◆ **WHAT NEEDS TO BE DONE**
Go over the listing below line by line, and return each one holding the string "with".

◆ **AVAILABLE DATA**
^^^^
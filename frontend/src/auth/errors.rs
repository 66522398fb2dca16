//! Custom error types specific to authentication failures.
//!
//! Only login reports errors to its caller. Verification and refresh failures
//! are recovered inside the session manager and never reach the user, and a
//! permission denial is a guard decision, not an error.

use crate::errors::StorageError;
use adapters::AdapterError;
use thiserror::Error;

/// Normalized login failure.
#[derive(Debug, Error)]
pub enum AuthError {
    /// Credentials or token refused by the server.
    #[error("authentication failed: {message}")]
    Authentication { message: String },

    /// The server could not be reached.
    #[error("network error: {0}")]
    Network(String),

    /// The server answered, but not with something usable.
    #[error("server error: {0}")]
    Server(String),

    /// The session could not be persisted.
    #[error("failed to persist session: {0}")]
    Storage(#[from] StorageError),

    /// The session manager was shut down.
    #[error("session manager has been shut down")]
    ShutDown,
}

impl AuthError {
    /// Message suitable for inline display on the login form.
    #[must_use]
    pub fn user_message(&self) -> String {
        match self {
            Self::Authentication { message } if !message.trim().is_empty() => message.clone(),
            Self::Authentication { .. } => "Invalid email or password.".to_string(),
            Self::Network(_) => {
                "Unable to reach the server. Check your connection and try again.".to_string()
            }
            Self::Server(_) | Self::Storage(_) | Self::ShutDown => {
                "Sign-in is currently unavailable. Please try again later.".to_string()
            }
        }
    }

    #[must_use]
    pub fn is_authentication(&self) -> bool {
        matches!(self, Self::Authentication { .. })
    }
}

impl From<AdapterError> for AuthError {
    fn from(err: AdapterError) -> Self {
        match err {
            AdapterError::Unauthorized(message) => Self::Authentication { message },
            // Login validation failures come back as 400/422 with a usable message.
            AdapterError::Rejected { status, message } if (400..500).contains(&status) => {
                Self::Authentication { message }
            }
            AdapterError::Rejected { status, message } => {
                Self::Server(format!("status {status}: {message}"))
            }
            AdapterError::Transport(message) => Self::Network(message),
            AdapterError::Decode(message) => Self::Server(message),
        }
    }
}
^^^^
◆ **EXPECTED OUTPUT**
    /// The server answered, but not with something usable.
            // Login validation failures come back as 400/422 with a usable message.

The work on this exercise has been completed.